Tuesday, October 14, 2008

"Vigorous writing is concise."

Have you been dogged by the Style Police, those members of the literary intelligentsia posting contemptuous messages on blogs because they're no longer able to use their red pens?

They're just doing it for your own good, you should know. A Polish philosopher, Karol Libelt (1807-1875) was the first to detail how a mixture of messianism and intellectual elitism can produce change. He believed the Polish people would be able to redeem the history of the world with moral excellence gained through past oppression and heightened intellectual prowess. The intelligentsia, or inteligencja, were to lead the common people as a "guide for the reason of their higher enlightenment." The Soviets and Nazis killed off most of the Polish inteligencja during World War II.

Join the social experiment. Become a member of the literati. Volunteer for the grammar posse. Register--seven times if you can get away with it--as your blog's community activist. Together we can change. Yes, we can.

Find a style book. William E Strunk, Jr., convinced a pupil, E.B. White, to adopt The Elements of Style. Mr. White edited Strunk's 1918 original in 1959, and "Strunk & White" was born. Maybe you cursed it or similar guides such as the MLA Style Manual, the APA style guide, or Mayor Daley's favorite, The Chicago Manual of Style, in high school or college.

If someone says you've spelled "parallel" wrong, point out his or her unparalleled sentences. For one nasty note regarding a typo, raise the question of the critic's dangling gerund plus his overuse of passive voice. That will keep us busy until change comes, Spanish lessons start, and any uncooperative intelligentsias are guided to "higher enlightenment."

V.I. Lenin wrote to Maxim Gorky, Sept. 15, 1919, "No. It isn't a sin to jail such "men of talent" for short periods if that's what it takes to prevent plots (such as the one at Krasnaia Gorka) and the deaths of tens of thousands. We uncovered the conspiracies of the Kadets and quasi-Kadets. And we know that quasi-Kadet professors are giving assistance heart and soul to the conspirators. That is a fact.

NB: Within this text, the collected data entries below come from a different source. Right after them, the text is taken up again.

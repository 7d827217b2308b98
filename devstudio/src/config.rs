//! Studio configuration loaded from a JSON file and the environment.

use serde::{Deserialize, Serialize};
use std::path::Path;
use std::time::Duration;

use crate::errors::StudioError;
use crate::ideas::GeminiConfig;
use crate::pipeline::RetryConfig;

/// API key for the idea generator.
pub const ENV_API_KEY: &str = "GEMINI_API_KEY";
/// Model name override.
pub const ENV_MODEL: &str = "DEVSTUDIO_MODEL";
/// Retry attempts override.
pub const ENV_MAX_ATTEMPTS: &str = "DEVSTUDIO_MAX_ATTEMPTS";
/// Base backoff override, in milliseconds.
pub const ENV_BASE_DELAY_MS: &str = "DEVSTUDIO_BASE_DELAY_MS";
/// Backoff cap override, in milliseconds.
pub const ENV_MAX_DELAY_MS: &str = "DEVSTUDIO_MAX_DELAY_MS";
/// Per-attempt timeout override, in milliseconds.
pub const ENV_CALL_TIMEOUT_MS: &str = "DEVSTUDIO_CALL_TIMEOUT_MS";
/// Approval window override, in seconds.
pub const ENV_APPROVAL_TIMEOUT_SECS: &str = "DEVSTUDIO_APPROVAL_TIMEOUT_SECS";
/// Auto-approve switch.
pub const ENV_AUTO_APPROVE: &str = "DEVSTUDIO_AUTO_APPROVE";

/// Approval gate settings.
#[derive(Debug, Clone, Default, PartialEq, Serialize, Deserialize)]
pub struct ApprovalConfig {
    /// Decision window in seconds. No window when absent.
    #[serde(default)]
    pub timeout_seconds: Option<f64>,
    /// Approve every request without asking.
    #[serde(default)]
    pub auto_approve: bool,
}

impl ApprovalConfig {
    /// Gets the decision window as a Duration.
    #[must_use]
    pub fn timeout(&self) -> Option<Duration> {
        self.timeout_seconds
            .and_then(|s| Duration::try_from_secs_f64(s).ok())
            .filter(|d| !d.is_zero())
    }
}

/// Top-level configuration.
#[derive(Debug, Clone, Default, PartialEq, Serialize, Deserialize)]
pub struct StudioConfig {
    /// Idea generator connection.
    #[serde(default)]
    pub gemini: GeminiConfig,
    /// Retry policy for idea generation.
    #[serde(default)]
    pub retry: RetryConfig,
    /// Approval gate.
    #[serde(default)]
    pub approval: ApprovalConfig,
}

impl StudioConfig {
    /// Creates a configuration with defaults.
    #[must_use]
    pub fn new() -> Self {
        Self::default()
    }

    /// Loads a JSON configuration file. Missing fields take defaults.
    ///
    /// # Errors
    ///
    /// Returns `Io` if the file cannot be read, or `Serialization` if it is
    /// not valid JSON for this shape.
    pub fn from_file(path: impl AsRef<Path>) -> Result<Self, StudioError> {
        let raw = std::fs::read_to_string(path.as_ref())?;
        let config = serde_json::from_str(&raw)?;
        Ok(config)
    }

    /// Defaults overridden by the process environment.
    ///
    /// # Errors
    ///
    /// Returns `Config` if a variable holds an unparseable value.
    pub fn from_env() -> Result<Self, StudioError> {
        let mut config = Self::default();
        config.apply_env()?;
        Ok(config)
    }

    /// Applies overrides from the process environment.
    ///
    /// # Errors
    ///
    /// Returns `Config` if a variable holds an unparseable value.
    pub fn apply_env(&mut self) -> Result<(), StudioError> {
        self.apply_overrides(|key| std::env::var(key).ok())
    }

    /// Applies overrides from `lookup`, keyed by the `ENV_*` names.
    ///
    /// # Errors
    ///
    /// Returns `Config` if a value cannot be parsed.
    pub fn apply_overrides<F>(&mut self, lookup: F) -> Result<(), StudioError>
    where
        F: Fn(&str) -> Option<String>,
    {
        let get = |key: &str| lookup(key).filter(|v| !v.trim().is_empty());

        if let Some(key) = get(ENV_API_KEY) {
            self.gemini.api_key = Some(key);
        }
        if let Some(model) = get(ENV_MODEL) {
            self.gemini.model = model;
        }
        if let Some(v) = get(ENV_MAX_ATTEMPTS) {
            self.retry.max_attempts = parse(ENV_MAX_ATTEMPTS, &v)?;
        }
        if let Some(v) = get(ENV_BASE_DELAY_MS) {
            self.retry.base_delay_ms = parse(ENV_BASE_DELAY_MS, &v)?;
        }
        if let Some(v) = get(ENV_MAX_DELAY_MS) {
            self.retry.max_delay_ms = parse(ENV_MAX_DELAY_MS, &v)?;
        }
        if let Some(v) = get(ENV_CALL_TIMEOUT_MS) {
            self.retry.call_timeout_ms = Some(parse(ENV_CALL_TIMEOUT_MS, &v)?);
        }
        if let Some(v) = get(ENV_APPROVAL_TIMEOUT_SECS) {
            self.approval.timeout_seconds = Some(parse(ENV_APPROVAL_TIMEOUT_SECS, &v)?);
        }
        if let Some(v) = get(ENV_AUTO_APPROVE) {
            self.approval.auto_approve = parse_bool(ENV_AUTO_APPROVE, &v)?;
        }
        Ok(())
    }

    /// Checks the configuration for values the pipeline cannot honour.
    ///
    /// # Errors
    ///
    /// Returns `Config` describing the first invalid field.
    pub fn validate(&self) -> Result<(), StudioError> {
        self.retry.validate()?;
        if let Some(secs) = self.approval.timeout_seconds {
            positive_seconds("approval timeout", secs)?;
        }
        positive_seconds("gemini timeout", self.gemini.timeout_seconds)?;
        Ok(())
    }
}

/// Accepts only values that convert to a non-zero `Duration`.
fn positive_seconds(field: &str, secs: f64) -> Result<Duration, StudioError> {
    match Duration::try_from_secs_f64(secs) {
        Ok(window) if !window.is_zero() => Ok(window),
        _ => Err(StudioError::Config(format!(
            "{field} must be a positive number of seconds, got {secs}"
        ))),
    }
}

fn parse<T>(key: &str, value: &str) -> Result<T, StudioError>
where
    T: std::str::FromStr,
    T::Err: std::fmt::Display,
{
    value
        .trim()
        .parse()
        .map_err(|e| StudioError::Config(format!("{key}={value:?}: {e}")))
}

fn parse_bool(key: &str, value: &str) -> Result<bool, StudioError> {
    match value.trim().to_ascii_lowercase().as_str() {
        "1" | "true" | "yes" | "on" => Ok(true),
        "0" | "false" | "no" | "off" => Ok(false),
        _ => Err(StudioError::Config(format!(
            "{key}={value:?}: expected a boolean"
        ))),
    }
}

#[cfg(test)]
mod tests {
    use super::*;
    use pretty_assertions::assert_eq;
    use std::collections::HashMap;
    use std::io::Write;

    fn lookup(vars: &[(&str, &str)]) -> impl Fn(&str) -> Option<String> {
        let map: HashMap<String, String> = vars
            .iter()
            .map(|(k, v)| ((*k).to_string(), (*v).to_string()))
            .collect();
        move |key: &str| map.get(key).cloned()
    }

    #[test]
    fn test_defaults() {
        let config = StudioConfig::default();
        assert_eq!(config.retry.max_attempts, 3);
        assert_eq!(config.retry.base_delay(), Duration::from_secs(4));
        assert_eq!(config.retry.max_delay(), Duration::from_secs(10));
        assert_eq!(config.gemini.model, "gemini-2.5-flash");
        assert!(config.approval.timeout().is_none());
        assert!(!config.approval.auto_approve);
        config.validate().unwrap();
    }

    #[test]
    fn test_from_file_partial() {
        let mut file = tempfile::NamedTempFile::new().unwrap();
        write!(
            file,
            r#"{{"retry": {{"max_attempts": 5}}, "approval": {{"timeout_seconds": 30}}}}"#
        )
        .unwrap();

        let config = StudioConfig::from_file(file.path()).unwrap();
        assert_eq!(config.retry.max_attempts, 5);
        assert_eq!(config.retry.base_delay_ms, 4000);
        assert_eq!(config.approval.timeout(), Some(Duration::from_secs(30)));
        assert_eq!(config.gemini.model, "gemini-2.5-flash");
    }

    #[test]
    fn test_from_file_errors() {
        let err = StudioConfig::from_file("/nonexistent/devstudio.json").unwrap_err();
        assert!(matches!(err, StudioError::Io(_)));

        let mut file = tempfile::NamedTempFile::new().unwrap();
        write!(file, "not json").unwrap();
        let err = StudioConfig::from_file(file.path()).unwrap_err();
        assert!(matches!(err, StudioError::Serialization(_)));
    }

    #[test]
    fn test_overrides() {
        let mut config = StudioConfig::default();
        config
            .apply_overrides(lookup(&[
                (ENV_API_KEY, "k"),
                (ENV_MODEL, "gemini-pro"),
                (ENV_MAX_ATTEMPTS, "4"),
                (ENV_BASE_DELAY_MS, "100"),
                (ENV_MAX_DELAY_MS, "800"),
                (ENV_CALL_TIMEOUT_MS, "2000"),
                (ENV_APPROVAL_TIMEOUT_SECS, "60"),
                (ENV_AUTO_APPROVE, "yes"),
            ]))
            .unwrap();

        assert_eq!(config.gemini.api_key.as_deref(), Some("k"));
        assert_eq!(config.gemini.model, "gemini-pro");
        assert_eq!(config.retry.max_attempts, 4);
        assert_eq!(config.retry.backoff_schedule().len(), 3);
        assert_eq!(config.retry.call_timeout(), Some(Duration::from_secs(2)));
        assert_eq!(config.approval.timeout(), Some(Duration::from_secs(60)));
        assert!(config.approval.auto_approve);
        config.validate().unwrap();
    }

    #[test]
    fn test_blank_overrides_ignored() {
        let mut config = StudioConfig::default();
        config
            .apply_overrides(lookup(&[(ENV_MODEL, "  "), (ENV_API_KEY, "")]))
            .unwrap();
        assert_eq!(config.gemini.model, "gemini-2.5-flash");
        assert!(config.gemini.api_key.is_none());
    }

    #[test]
    fn test_bad_overrides() {
        let mut config = StudioConfig::default();
        let err = config
            .apply_overrides(lookup(&[(ENV_MAX_ATTEMPTS, "three")]))
            .unwrap_err();
        assert!(err.to_string().contains(ENV_MAX_ATTEMPTS));

        let err = config
            .apply_overrides(lookup(&[(ENV_AUTO_APPROVE, "maybe")]))
            .unwrap_err();
        assert!(matches!(err, StudioError::Config(_)));
    }

    #[test]
    fn test_validate_rejects_bad_values() {
        let mut config = StudioConfig::default();
        config.retry.max_attempts = 0;
        assert!(config.validate().is_err());

        let mut config = StudioConfig::default();
        config.approval.timeout_seconds = Some(0.0);
        assert!(config.validate().is_err());
    }

    #[test]
    fn test_oversized_approval_timeout_rejected() {
        let mut config = StudioConfig::default();
        config
            .apply_overrides(lookup(&[(ENV_APPROVAL_TIMEOUT_SECS, "1e20")]))
            .unwrap();

        let err = config.validate().unwrap_err();
        assert!(err.to_string().contains("approval timeout"));
        assert!(config.approval.timeout().is_none());
    }

    #[test]
    fn test_oversized_gemini_timeout_rejected() {
        let mut config = StudioConfig::default();
        config.gemini.timeout_seconds = 1e20;

        let err = config.validate().unwrap_err();
        assert!(matches!(err, StudioError::Config(ref msg) if msg.contains("gemini timeout")));
        assert_eq!(config.gemini.timeout(), Duration::MAX);
    }
}
//! One-line summaries of runs and stages.
//!
//! A wide event carries everything needed to understand a run without
//! replaying its individual events.

use crate::core::StageRecord;
use crate::pipeline::PipelineRun;

/// Builds a stage payload.
#[must_use]
pub fn stage_summary(record: &StageRecord) -> serde_json::Value {
    let mut payload = serde_json::json!({
        "stage": record.stage,
        "kind": record.kind,
        "status": record.status.to_string(),
        "started_at": record.started_at.to_rfc3339(),
        "ended_at": record.ended_at.to_rfc3339(),
        "duration_ms": record.duration_ms(),
    });

    if let Some(decision) = &record.approval {
        payload["approval"] = serde_json::json!(decision.to_string());
    }
    if let Some(err) = &record.error {
        payload["error"] = serde_json::json!(err);
    }
    payload
}

/// Builds a pipeline payload.
#[must_use]
pub fn run_summary(run: &PipelineRun) -> serde_json::Value {
    let mut payload = serde_json::json!({
        "run_id": run.run_id().to_string(),
        "project_name": run.identity().project_name,
        "status": run.status().to_string(),
        "started_at": run.identity().started_at.to_rfc3339(),
        "duration_ms": run.duration_ms(),
        "context_keys": run.context().keys(),
        "stages": run.records().iter().map(stage_summary).collect::<Vec<_>>(),
    });

    if let Some(stage) = run.failed_stage() {
        payload["failed_stage"] = serde_json::json!(stage);
    }
    if let Some(err) = run.error() {
        payload["error"] = serde_json::json!(err);
    }
    payload
}

#[cfg(test)]
mod tests {
    use super::*;
    use crate::approval::ApprovalDecision;
    use crate::context::{Context, RunIdentity};
    use crate::core::{StageKind, StageResult};
    use chrono::Utc;
    use serde_json::json;

    #[test]
    fn test_stage_summary() {
        let record = StageRecord::completed(
            "infrastructure",
            StageKind::Infrastructure,
            Utc::now(),
            StageResult::success(json!({})),
            Some(ApprovalDecision::Approved),
        );
        let payload = stage_summary(&record);
        assert_eq!(payload["kind"], "infrastructure");
        assert_eq!(payload["status"], "completed");
        assert_eq!(payload["approval"], "approved");
        assert!(payload.get("error").is_none());
    }

    #[test]
    fn test_run_summary_failed() {
        let mut run = PipelineRun::new(RunIdentity::new("TodoApp"), Context::new());
        run.push_record(StageRecord::failed(
            "design",
            StageKind::Design,
            Utc::now(),
            StageResult::failure("boom"),
            "boom",
        ));
        run.fail(Some("design"), "boom");

        let payload = run_summary(&run);
        assert_eq!(payload["project_name"], "TodoApp");
        assert_eq!(payload["status"], "failed");
        assert_eq!(payload["failed_stage"], "design");
        assert_eq!(payload["stages"][0]["error"], "boom");
    }
}
//! Observability utilities.
//!
//! Structured logging goes through `tracing`; the pipeline opens one span per
//! run and one per stage. [`init_tracing`] installs a `tracing-subscriber`
//! pipeline for binaries, and [`wide_events`] builds one-line run summaries.

mod subscriber;
pub mod wide_events;

pub use subscriber::{init_tracing, LogFormat, DEFAULT_LOG_DIRECTIVE};
pub use wide_events::{run_summary, stage_summary};
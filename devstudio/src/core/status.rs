//! Stage kind and run status enums.

use serde::{Deserialize, Serialize};
use std::fmt;

/// The fixed stages of the studio pipeline, in execution order.
#[derive(Debug, Clone, Copy, PartialEq, Eq, Hash, Serialize, Deserialize)]
#[serde(rename_all = "snake_case")]
pub enum StageKind {
    /// Feature design and technical specification.
    Design,
    /// Resource planning for storage and hosting.
    Infrastructure,
    /// Single-file application generation.
    CodeGeneration,
}

impl StageKind {
    /// All stage kinds in pipeline order.
    pub const ORDER: [Self; 3] = [Self::Design, Self::Infrastructure, Self::CodeGeneration];

    /// Key under which the stage's content is appended to the run context.
    #[must_use]
    pub const fn context_key(self) -> &'static str {
        match self {
            Self::Design => "design",
            Self::Infrastructure => "infra",
            Self::CodeGeneration => "code",
        }
    }

    /// Key under which the stage's content appears in the final aggregate.
    #[must_use]
    pub const fn output_key(self) -> &'static str {
        match self {
            Self::Design => "design",
            Self::Infrastructure => "infrastructure",
            Self::CodeGeneration => "application",
        }
    }
}

impl fmt::Display for StageKind {
    fn fmt(&self, f: &mut fmt::Formatter<'_>) -> fmt::Result {
        match self {
            Self::Design => write!(f, "design"),
            Self::Infrastructure => write!(f, "infrastructure"),
            Self::CodeGeneration => write!(f, "code_generation"),
        }
    }
}

/// Status of a single pipeline run.
///
/// Allowed transitions:
///
/// ```text
/// running ──► awaiting_approval ──► running
///    │               │
///    ├──► failed ◄───┘
///    └──► completed
/// ```
#[derive(Debug, Clone, Copy, PartialEq, Eq, Hash, Serialize, Deserialize)]
#[serde(rename_all = "snake_case")]
pub enum RunStatus {
    /// Stages are executing.
    Running,
    /// A stage result is waiting on the approval gate.
    AwaitingApproval,
    /// Every stage succeeded.
    Completed,
    /// A stage failed, approval was refused, or the run was cancelled.
    Failed,
}

impl Default for RunStatus {
    fn default() -> Self {
        Self::Running
    }
}

impl fmt::Display for RunStatus {
    fn fmt(&self, f: &mut fmt::Formatter<'_>) -> fmt::Result {
        match self {
            Self::Running => write!(f, "running"),
            Self::AwaitingApproval => write!(f, "awaiting_approval"),
            Self::Completed => write!(f, "completed"),
            Self::Failed => write!(f, "failed"),
        }
    }
}

impl RunStatus {
    /// Returns true if the status represents a terminal state.
    #[must_use]
    pub fn is_terminal(&self) -> bool {
        matches!(self, Self::Completed | Self::Failed)
    }

    /// Returns true if the run may move from `self` to `next`.
    #[must_use]
    pub fn can_transition_to(&self, next: Self) -> bool {
        matches!(
            (self, next),
            (Self::Running, Self::AwaitingApproval | Self::Completed | Self::Failed)
                | (Self::AwaitingApproval, Self::Running | Self::Failed)
        )
    }
}

#[cfg(test)]
mod tests {
    use super::*;

    #[test]
    fn test_stage_kind_keys() {
        assert_eq!(StageKind::Design.context_key(), "design");
        assert_eq!(StageKind::Infrastructure.context_key(), "infra");
        assert_eq!(StageKind::CodeGeneration.context_key(), "code");

        assert_eq!(StageKind::Design.output_key(), "design");
        assert_eq!(StageKind::Infrastructure.output_key(), "infrastructure");
        assert_eq!(StageKind::CodeGeneration.output_key(), "application");
    }

    #[test]
    fn test_stage_kind_display() {
        assert_eq!(StageKind::Design.to_string(), "design");
        assert_eq!(StageKind::CodeGeneration.to_string(), "code_generation");
    }

    #[test]
    fn test_run_status_display() {
        assert_eq!(RunStatus::Running.to_string(), "running");
        assert_eq!(RunStatus::AwaitingApproval.to_string(), "awaiting_approval");
        assert_eq!(RunStatus::Completed.to_string(), "completed");
        assert_eq!(RunStatus::Failed.to_string(), "failed");
    }

    #[test]
    fn test_run_status_is_terminal() {
        assert!(RunStatus::Completed.is_terminal());
        assert!(RunStatus::Failed.is_terminal());
        assert!(!RunStatus::Running.is_terminal());
        assert!(!RunStatus::AwaitingApproval.is_terminal());
    }

    #[test]
    fn test_run_status_transitions() {
        assert!(RunStatus::Running.can_transition_to(RunStatus::AwaitingApproval));
        assert!(RunStatus::AwaitingApproval.can_transition_to(RunStatus::Running));
        assert!(RunStatus::AwaitingApproval.can_transition_to(RunStatus::Failed));
        assert!(RunStatus::Running.can_transition_to(RunStatus::Completed));

        assert!(!RunStatus::AwaitingApproval.can_transition_to(RunStatus::Completed));
        assert!(!RunStatus::Completed.can_transition_to(RunStatus::Running));
        assert!(!RunStatus::Failed.can_transition_to(RunStatus::Running));
    }

    #[test]
    fn test_run_status_serialize() {
        let json = serde_json::to_string(&RunStatus::AwaitingApproval).unwrap();
        assert_eq!(json, r#""awaiting_approval""#);

        let deserialized: RunStatus = serde_json::from_str(&json).unwrap();
        assert_eq!(deserialized, RunStatus::AwaitingApproval);
    }
}
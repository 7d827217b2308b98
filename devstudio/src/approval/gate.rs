//! Suspension point for stage results that require human approval.

use std::sync::Arc;
use std::time::Duration;

use super::{ApprovalDecision, ApprovalNotifier, ApprovalRequest, AutoApprove, NotifierError};
use crate::cancellation::CancellationToken;
use crate::errors::StudioError;

/// Blocks pipeline progress until an approval request is resolved.
#[derive(Debug, Clone)]
pub struct ApprovalGate {
    notifier: Arc<dyn ApprovalNotifier>,
    timeout: Option<Duration>,
}

impl Default for ApprovalGate {
    fn default() -> Self {
        Self::auto_approve()
    }
}

impl ApprovalGate {
    /// Creates a gate backed by `notifier`, with no timeout.
    #[must_use]
    pub fn new(notifier: Arc<dyn ApprovalNotifier>) -> Self {
        Self {
            notifier,
            timeout: None,
        }
    }

    /// Creates a gate that approves everything.
    #[must_use]
    pub fn auto_approve() -> Self {
        Self::new(Arc::new(AutoApprove))
    }

    /// Sets the decision window.
    #[must_use]
    pub fn with_timeout(mut self, timeout: Duration) -> Self {
        self.timeout = Some(timeout);
        self
    }

    /// Returns the decision window, if any.
    #[must_use]
    pub fn timeout(&self) -> Option<Duration> {
        self.timeout
    }

    /// Surfaces `request` and waits for the actor's decision.
    ///
    /// A returned `Rejected` decision is not an error here; callers turn it
    /// into `ApprovalRejected` with [`ApprovalDecision::into_result`].
    ///
    /// # Errors
    ///
    /// - `ApprovalTimeout` if the window elapses first
    /// - `Cancelled` if `cancel` fires while waiting
    /// - `ApprovalUnavailable` if the transport fails
    pub async fn await_decision(
        &self,
        request: &ApprovalRequest,
        cancel: &CancellationToken,
    ) -> Result<ApprovalDecision, StudioError> {
        tracing::info!(
            stage = %request.stage,
            request_id = %request.id,
            message = %request.message,
            "Awaiting approval"
        );

        let decision = tokio::select! {
            decision = self.wait_for_decision(request) => decision?,
            () = cancel.cancelled() => {
                return Err(StudioError::Cancelled(cancel.reason().unwrap_or_default()));
            }
        };

        tracing::info!(
            stage = %request.stage,
            request_id = %request.id,
            decision = %decision,
            "Approval resolved"
        );
        Ok(decision)
    }

    async fn wait_for_decision(
        &self,
        request: &ApprovalRequest,
    ) -> Result<ApprovalDecision, StudioError> {
        let outcome = match self.timeout {
            Some(window) => {
                match tokio::time::timeout(window, self.notifier.request_decision(request)).await {
                    Ok(outcome) => outcome,
                    Err(_) => {
                        return Err(StudioError::ApprovalTimeout {
                            stage: request.stage.clone(),
                            timeout: window,
                        })
                    }
                }
            }
            None => self.notifier.request_decision(request).await,
        };

        outcome.map_err(|e: NotifierError| StudioError::ApprovalUnavailable {
            stage: request.stage.clone(),
            reason: e.to_string(),
        })
    }
}

#[cfg(test)]
mod tests {
    use super::*;
    use crate::approval::ChannelNotifier;
    use serde_json::json;
    use uuid::Uuid;

    fn request() -> ApprovalRequest {
        ApprovalRequest::new(Uuid::new_v4(), "infrastructure", "confirm?", json!({}))
    }

    #[tokio::test]
    async fn test_auto_approve_gate() {
        let gate = ApprovalGate::default();
        let decision = gate
            .await_decision(&request(), &CancellationToken::new())
            .await
            .unwrap();
        assert!(decision.is_approved());
    }

    #[tokio::test]
    async fn test_rejection_is_returned() {
        let (notifier, mut listener) = ChannelNotifier::with_listener();
        let gate = ApprovalGate::new(Arc::new(notifier.clone()));

        let handle = tokio::spawn(async move {
            gate.await_decision(&request(), &CancellationToken::new()).await
        });

        let pending = listener.recv().await.unwrap();
        notifier.deny(pending.id, None);

        let decision = handle.await.unwrap().unwrap();
        assert_eq!(decision, ApprovalDecision::rejected(None));
    }

    #[tokio::test(start_paused = true)]
    async fn test_timeout() {
        let notifier = ChannelNotifier::new();
        let gate = ApprovalGate::new(Arc::new(notifier.clone())).with_timeout(Duration::from_secs(30));

        let err = gate
            .await_decision(&request(), &CancellationToken::new())
            .await
            .unwrap_err();

        assert!(matches!(
            err,
            StudioError::ApprovalTimeout { timeout, .. } if timeout == Duration::from_secs(30)
        ));
        assert_eq!(notifier.pending_count(), 0);
    }

    #[tokio::test(start_paused = true)]
    async fn test_cancelled_while_waiting() {
        let gate = ApprovalGate::new(Arc::new(ChannelNotifier::new()));
        let token = Arc::new(CancellationToken::new());

        let canceller = {
            let token = token.clone();
            tokio::spawn(async move {
                tokio::time::sleep(Duration::from_secs(5)).await;
                token.cancel("shutdown");
            })
        };

        let err = gate.await_decision(&request(), &token).await.unwrap_err();
        canceller.await.unwrap();

        assert!(matches!(err, StudioError::Cancelled(ref reason) if reason == "shutdown"));
    }

    #[tokio::test]
    async fn test_closed_channel_is_unavailable() {
        let (notifier, mut listener) = ChannelNotifier::with_listener();
        let gate = ApprovalGate::new(Arc::new(notifier.clone()));

        let handle = tokio::spawn(async move {
            gate.await_decision(&request(), &CancellationToken::new()).await
        });

        let pending = listener.recv().await.unwrap();
        notifier.cancel(pending.id);

        let err = handle.await.unwrap().unwrap_err();
        assert!(matches!(err, StudioError::ApprovalUnavailable { .. }));
    }
}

The intellectual forces of the workers and peasants are growing and getting stronger in their fight to overthrow the bourgeoisie and their accomplices, the educated classes, the lackeys of capital, who consider themselves the brains of the nation. In fact they are not its brains but its shit."

2 comments:

Home on the Range said...

I once had a commenter belittle me because I used an it's instead of an its. She quite happily pointed out the grammatical error.

I went to her blog. It consisted of nothing but several short posts on the bowel movements of her kid.

I am not kidding.

I took the criticism a little less to heart after that.

Somerled said...

It's a common error, one I catch before hitting "enter" sometimes. This brain often betrays its owner, however. In my mind, that's more forgivable than something like this, "There opinion stinks! I'm not posting their any longer."

I worked for a man who delighted in paring "very" from copy. He would read it back and replace "very" with "damn." Learning from him was damn entertaining. Web started working in newspapers at the age of 10 after his father died. He's about your father's age, Brigid.